Concordia, Engineering, Computer Science and Visual Arts Integrated Complex Building (EV) – EV_Atrium (meeting point)

Guided visits to two exhibitions, Centre d’histoire de Montréal (bilingual – bilingue)

The Centre d’histoire de Montréal presents Dans le Griff that takes visitors into the neighbourhood of Griffintown, as depicted through the lives and memories of the Mercier family. Their life stories will take participants down the streets of an industrial sector that has undergone quite a metamorphosis. Griffintown is one of the oldest industrial and working-class neighbourhoods in Montreal. In the forefront is the work of G. Scott MacLeod, including the oral histories he collected as part of his documentary project, as well as his visual art.
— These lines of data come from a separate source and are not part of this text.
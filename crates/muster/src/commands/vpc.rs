use crate::commands::{ec2, AwsKeys};
use muster_inventory::{Inventory, ManagerRole};

#[derive(clap::Args, Debug)]
pub struct VpcArgs {
    #[command(subcommand)]
    pub verb: ec2::Verb,
}

/// VPC instances share the EC2 verbs; only the default manager changes and
/// create requires a subnet.
pub async fn handle(
    args: VpcArgs,
    keys: &AwsKeys,
    inventory: &mut Inventory,
) -> anyhow::Result<()> {
    ec2::handle(args.verb, ManagerRole::Vpc, "vpcconnman", true, keys, inventory).await
}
Scandal! Vice, Crime and Morality in Montreal, 1940-1960: Canada’s largest city in the mid-20th century, Montreal was, as still is, a port city and a transportation, business, and immigration hub. In the early 1920s, Montreal acquired the reputation of being a city of pleasure.

Registration required : patrimoine@uqam.ca

Free

Autour de Concordia. Au cœur du Golden Square Mile : explorations de luttes patrimoniales

Tuesday June 7  7:30 AM to 8:45 AM

Concordia, Engineering, Computer Science and Visual Arts Integrated Complex Building (EV) – EV_Atrium (meeting point)

Le centre-ville a été au cœur de nombreuses luttes depuis les années 1970. Le parcours proposé par Martin Drouin, historien, professeur au Département d’études urbaines et touristiques de l’Université du Québec à Montréal, présentera quelques combats qui ont marqué la scène patrimoniale et transformé le paysage urbain montréalais.

Free

Registration required : patrimoine@uqam.ca

Le Vieux-Montréal, quartier Bonsecours

Friday June 3  1:00 PM to 3:00 PM 

UQAM, pavillon J.-A. De Sève (DS) – DS Registration table (meeting point)

Walking tour (in French)

Avant de s’appeler le Vieux-Montréal, la vieille ville était le cœur vivant de Montréal habité par l’ensemble de ses classes sociales : riches et pauvres, artisans et hommes politiques, ouvriers et propriétaires fonciers, esclaves et notaires, juges et débardeurs… Le quartier Bonsecours au nord du marché a gardé plus longtemps que tout autre une fonction résidentielle et la présence d’une population de condition modeste. Le circuit explore les commerces, les écoles, les usines, les rues et les maisons où vivaient ces Montréalais au centre de la ville d’autrefois. Du faubourg Saint-Louis au fleuve, de la maison du Calvet aux traces de la communauté syrienne libanaise, du refuge Meurling au premier emplacement de l’hôpital Notre-Dame, il propose la découverte d’un quartier dont l’histoire témoigne de celle de la ville dans son ensemble et qui fait partie du passé de tous les Montréalais.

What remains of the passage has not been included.